The prevailing message I kept hearing was that I needed to "adjust to my disability." It never occurred to me that society had it wrong. In spite of my activist spirit and the historical civil rights context in which I was raised, I was on my own to "cope" with this new reality.
Then a life-altering thing happened — I went to Berkeley, Calif., to attend a conference on disability. The world was different there. People with disabilities were visible everywhere; curb cuts, accessible buildings and accessible bathrooms were the norm. Even the bus had a wheelchair lift. Activists made those changes happen.
No longer did I see curbs or stairs or inaccessible buses and bathrooms as a problem around which I needed to navigate. Rather, I saw them as examples of societal discrimination — and felt a responsibility to get involved to help people with disabilities, in Illinois and beyond.
My story is not unique. People with all different disabilities were connecting and creating the movement that would change the world as we knew it. Hundreds of people with disabilities were organizing, claiming our disabilities and speaking out against discrimination we faced in everyday life. Having shed the stigma which trapped us, we set about to correct that.
This ragtag army of people who couldn't see, hear, walk and talk did what everyone said couldn't be done — we passed the most comprehensive civil rights law since the passage of the 1964 Civil Rights Act.
Signed into law on July 26, 1990, by President George H.W. Bush, the Americans with Disabilities Act ushered in a new paradigm of disability policy — inclusion, not exclusion; independence, not dependence; and empowerment, not paternalism.
This law called for lifts on buses; accessible facilities, streets and public services; accessible ATMs; access to telecommunications and the workplace and so much more. The ADA gave us the legal tools we needed to fight discrimination, but it also represented a symbolic victory. We had a new national policy on disability that recognized — in law for the first time — that disability is a natural part of the human condition, and the world had to change to let us in.
Today, 25 years after that day, America has changed so much that we almost take some of the changes for granted. The lives of people with all types of disabilities — physical, developmental, psychosocial — have significantly changed for the better. I can already see perceptional transformation in my children and their friends — who don't think twice about my disability — which gives me great hope in this next generation.
But there is still much room for progress before the true promise of the ADA is fulfilled. Too many people remain shuttered away in institutions despite the right to live in the most integrated settings. A large gap in education and degree attainment persists between students with and without disabilities.
People with disabilities by and large remain the most unemployed and underemployed constituency within the country. In addition to the education systems that fail to prepare us to transition out of school, we confront a stigma that equates disability with an inability to work. Despite that stigma, the majority of people with disabilities want to work. And when hired, their supervisors rank them as among their highest contributing and most loyal employees.

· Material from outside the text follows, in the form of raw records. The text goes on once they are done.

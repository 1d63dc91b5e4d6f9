use std::collections::BTreeMap;
use std::fs::File;
use std::io::BufReader;
use std::path::Path;

use crate::{
    animation::ease::Ease,
    foundation::core::ElementId,
    foundation::error::{ReelError, ReelResult},
};

/// Engine tuning loaded from JSON. Every field has a default, so `{}` is a valid config.
#[derive(Clone, Debug, PartialEq, serde::Serialize, serde::Deserialize)]
#[serde(default, deny_unknown_fields)]
pub struct EngineConfig {
    /// Delay between page mount and snap installation.
    pub settle_delay_ms: u64,
    /// Snap behavior.
    pub snap: SnapConfig,
    /// Viewports narrower than this use the compact section variants.
    pub mobile_breakpoint_px: f64,
    /// Quiet period after the last resize before the page is rebuilt.
    pub resize_debounce_ms: u64,
    /// Navigation overrides.
    pub navigation: NavigationConfig,
}

impl Default for EngineConfig {
    fn default() -> Self {
        Self {
            settle_delay_ms: 500,
            snap: SnapConfig::default(),
            mobile_breakpoint_px: 768.0,
            resize_debounce_ms: 500,
            navigation: NavigationConfig::default(),
        }
    }
}

/// Snap function and snap tween parameters.
#[derive(Clone, Debug, PartialEq, serde::Serialize, serde::Deserialize)]
#[serde(default, deny_unknown_fields)]
pub struct SnapConfig {
    /// Band added on both sides of every pinned range, as a fraction of scrollable height.
    pub tolerance: f64,
    /// Bounds for the snap tween duration in seconds.
    pub duration: DurationRange,
    /// Easing of the snap tween.
    pub ease: Ease,
    /// Wait before the snap tween starts moving, in seconds.
    pub delay: f64,
    /// Unclamped snap duration per unit of scroll fraction travelled.
    pub seconds_per_unit: f64,
}

impl Default for SnapConfig {
    fn default() -> Self {
        Self {
            tolerance: 0.02,
            duration: DurationRange::default(),
            ease: Ease::OutCubic,
            delay: 0.0,
            seconds_per_unit: 2.0,
        }
    }
}

/// Closed `[min, max]` interval in seconds.
#[derive(Clone, Copy, Debug, PartialEq, serde::Serialize, serde::Deserialize)]
#[serde(deny_unknown_fields)]
pub struct DurationRange {
    /// Lower bound.
    pub min: f64,
    /// Upper bound.
    pub max: f64,
}

impl Default for DurationRange {
    fn default() -> Self {
        Self {
            min: 0.15,
            max: 0.35,
        }
    }
}

impl DurationRange {
    /// Clamp `secs` into the range. An inverted range collapses onto `min`.
    pub fn clamp(self, secs: f64) -> f64 {
        secs.min(self.max).max(self.min)
    }
}

/// Per-section navigation settings.
#[derive(Clone, Debug, Default, PartialEq, serde::Serialize, serde::Deserialize)]
#[serde(default, deny_unknown_fields)]
pub struct NavigationConfig {
    /// Reveal fraction override per pinned section id. Naming a section that does not pin fails
    /// when the page is built.
    pub reveal: BTreeMap<ElementId, f64>,
}

impl EngineConfig {
    /// Parse a config from a JSON reader. The result is validated.
    pub fn from_reader<R: std::io::Read>(r: R) -> ReelResult<Self> {
        let config: Self = serde_json::from_reader(r)
            .map_err(|e| ReelError::serde(format!("parse engine config JSON: {e}")))?;
        config.validate()?;
        Ok(config)
    }

    /// Parse a config from a JSON file on disk.
    pub fn from_path(path: impl AsRef<Path>) -> ReelResult<Self> {
        let path = path.as_ref();
        let f = File::open(path).map_err(|e| {
            ReelError::validation(format!("open engine config '{}': {e}", path.display()))
        })?;
        Self::from_reader(BufReader::new(f))
    }

    /// Settle delay in seconds.
    pub fn settle_delay_secs(&self) -> f64 {
        self.settle_delay_ms as f64 / 1000.0
    }

    /// Resize debounce in seconds.
    pub fn resize_debounce_secs(&self) -> f64 {
        self.resize_debounce_ms as f64 / 1000.0
    }

    /// Check value ranges.
    pub fn validate(&self) -> ReelResult<()> {
        let snap = &self.snap;
        if !(snap.tolerance >= 0.0 && snap.tolerance.is_finite()) {
            return Err(ReelError::validation(format!(
                "snap.tolerance must be finite and >= 0 (got {})",
                snap.tolerance
            )));
        }
        let d = snap.duration;
        if !(d.min >= 0.0 && d.min.is_finite() && d.max.is_finite()) || d.min > d.max {
            return Err(ReelError::validation(format!(
                "snap.duration needs 0 <= min <= max (got {} .. {})",
                d.min, d.max
            )));
        }
        if !(snap.delay >= 0.0 && snap.delay.is_finite()) {
            return Err(ReelError::validation(format!(
                "snap.delay must be finite and >= 0 (got {})",
                snap.delay
            )));
        }
        if !(snap.seconds_per_unit >= 0.0 && snap.seconds_per_unit.is_finite()) {
            return Err(ReelError::validation(format!(
                "snap.seconds_per_unit must be finite and >= 0 (got {})",
                snap.seconds_per_unit
            )));
        }
        if !(self.mobile_breakpoint_px > 0.0 && self.mobile_breakpoint_px.is_finite()) {
            return Err(ReelError::validation(format!(
                "mobile_breakpoint_px must be > 0 (got {})",
                self.mobile_breakpoint_px
            )));
        }
        for (section, &fraction) in &self.navigation.reveal {
            if !(0.0..=1.0).contains(&fraction) {
                return Err(ReelError::validation(format!(
                    "navigation.reveal['{section}'] must be in [0, 1] (got {fraction})"
                )));
            }
        }
        Ok(())
    }
}

#[cfg(test)]
#[path = "../tests/unit/config.rs"]
mod tests;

Similar challenges exist within community living and technology — and those doors must not remain closed to people with disabilities.
Though we have accomplished so much in the past 25 years, we have an enormous responsibility to preserve what we have gained, particularly in light of recent proposed budget cuts that would devastate special education services and community-based services. It's vital that the next 25 years bring full inclusiveness and equality of opportunity for all. When we do that, we will break down barriers and create a community envisioned by the original champions of the Americans with Disabilities Act.
Marca Bristo is the CEO of Access Living, a disability services and advocacy organization, and a co-chair of ADA25 Chicago, a regional partnership initiative leveraging the 25th anniversary of the ADA to improve access, inclusion and equality of opportunities for people with disabilities.